A word that anyone who is going through a house sale should know is “contingency.”

And along with that, understand that just because a bid is accepted, doesn’t mean that the deal is going to go through.

How it works: A bid is made with the understanding that it is contingent on having the house inspected, with the buyer needing to approve the results. Contingencies are part of any standard contract and define the efforts that must be done before a deal is finalized in addition to the inspection, such as financing, insurance and agreed-upon repairs.

All of this is necessary because if something that was agreed upon is not done as stated, the potential buyer has an out. For instance, suppose the sale was contingent upon the seller taking out the living room carpet or fixing a crack in the chimney, and those weren’t done by closing time, well then, the buyer is not required to go through with the deal.

There’s also something called a financing contingency, which is on the onus of the buyer, and states that they must secure an acceptable mortgage or obtain other means of financing to buy the home. This becomes a safety net for the seller that ensures the sale will go through. If not, an agreed-upon fine will be imposed, and the seller can re-list the home.
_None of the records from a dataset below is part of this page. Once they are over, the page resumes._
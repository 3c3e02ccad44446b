//! Host capabilities exposed to an evaluation.
//!
//! The engine never sees host objects directly. It receives opaque
//! [`Dynamic`] handles and a set of read-only callables that turn them into
//! raw values, headers and anchors.

use std::fmt;
use std::sync::Arc;

use rhai::Dynamic;

use super::escalation::{CellResolver, Origin};
use super::snapshot::CellSnapshot;
use super::value::RawGrid;

pub type HandleCheck = Arc<dyn Fn(&Dynamic) -> bool + Send + Sync>;
pub type RawValues = Arc<dyn Fn(&Dynamic) -> Result<RawGrid, String> + Send + Sync>;
pub type HeaderLookup = Arc<dyn Fn(&Dynamic) -> Option<Vec<String>> + Send + Sync>;
pub type OriginLookup = Arc<dyn Fn(&Dynamic) -> Option<(String, usize, usize)> + Send + Sync>;

/// The bridge set handed to the engine.
#[derive(Clone)]
pub struct HostBridges {
    is_handle: HandleCheck,
    raw_values: RawValues,
    headers: Option<HeaderLookup>,
    origin: Option<OriginLookup>,
    resolver: Option<CellResolver>,
}

impl HostBridges {
    pub fn new<C, V>(is_handle: C, raw_values: V) -> HostBridges
    where
        C: Fn(&Dynamic) -> bool + Send + Sync + 'static,
        V: Fn(&Dynamic) -> Result<RawGrid, String> + Send + Sync + 'static,
    {
        HostBridges {
            is_handle: Arc::new(is_handle),
            raw_values: Arc::new(raw_values),
            headers: None,
            origin: None,
            resolver: None,
        }
    }

    /// Bridges for a host with no handles: every argument is materialized data.
    pub fn detached() -> HostBridges {
        HostBridges::new(|_| false, |_| Err("no host handles available".to_string()))
    }

    pub fn with_headers<F>(mut self, headers: F) -> HostBridges
    where
        F: Fn(&Dynamic) -> Option<Vec<String>> + Send + Sync + 'static,
    {
        self.headers = Some(Arc::new(headers));
        self
    }

    pub fn with_origin<F>(mut self, origin: F) -> HostBridges
    where
        F: Fn(&Dynamic) -> Option<(String, usize, usize)> + Send + Sync + 'static,
    {
        self.origin = Some(Arc::new(origin));
        self
    }

    pub fn with_cell_resolver<F>(mut self, resolver: F) -> HostBridges
    where
        F: Fn(&str, usize, usize) -> Result<CellSnapshot, String> + Send + Sync + 'static,
    {
        self.resolver = Some(Arc::new(resolver));
        self
    }

    pub fn is_handle(&self, value: &Dynamic) -> bool {
        (self.is_handle)(value)
    }

    pub fn raw_values(&self, handle: &Dynamic) -> Result<RawGrid, String> {
        (self.raw_values)(handle)
    }

    pub fn headers(&self, handle: &Dynamic) -> Option<Vec<String>> {
        self.headers.as_ref().and_then(|f| f(handle))
    }

    pub fn origin(&self, handle: &Dynamic) -> Option<Origin> {
        let (sheet, top, left) = self.origin.as_ref().and_then(|f| f(handle))?;
        Some(Origin::new(sheet, top, left))
    }

    pub fn resolver(&self) -> Option<CellResolver> {
        self.resolver.clone()
    }
}

impl fmt::Debug for HostBridges {
    fn fmt(&self, f: &mut fmt::Formatter<'_>) -> fmt::Result {
        f.debug_struct("HostBridges")
            .field("headers", &self.headers.is_some())
            .field("origin", &self.origin.is_some())
            .field("resolver", &self.resolver.is_some())
            .finish()
    }
}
Then, there’s an insurance contingency that ensures the house and new buyers will be able to get insured. This isn’t as prevalent, but for those buying in areas with a history of toxic mold, earthquakes or floods, insurance carriers no longer automatically issue a policy, so the contract can be contingent on applying for and receiving an insurance commitment in writing.

Other popular contingencies include the seller asking that the deal be made contingent on him or her successfully buying another home, or the buyer making the deal contingent on selling his or her own home.

A home sale contingency can be risky to sellers as there’s no guarantee that the other home will eventually sell. Even if the contract allows the seller to continue to market the property and accept offers, the house may be listed “under contract,” making it less attractive to other potential buyers.

Obviously, the most significant part of any contingency is putting it all in writing. Your REALTOR® will be able to lead you through what needs to be done.

A home transaction is one of the most important things you may ever do, so make sure you take all the proper steps to ensure you get what you pay for.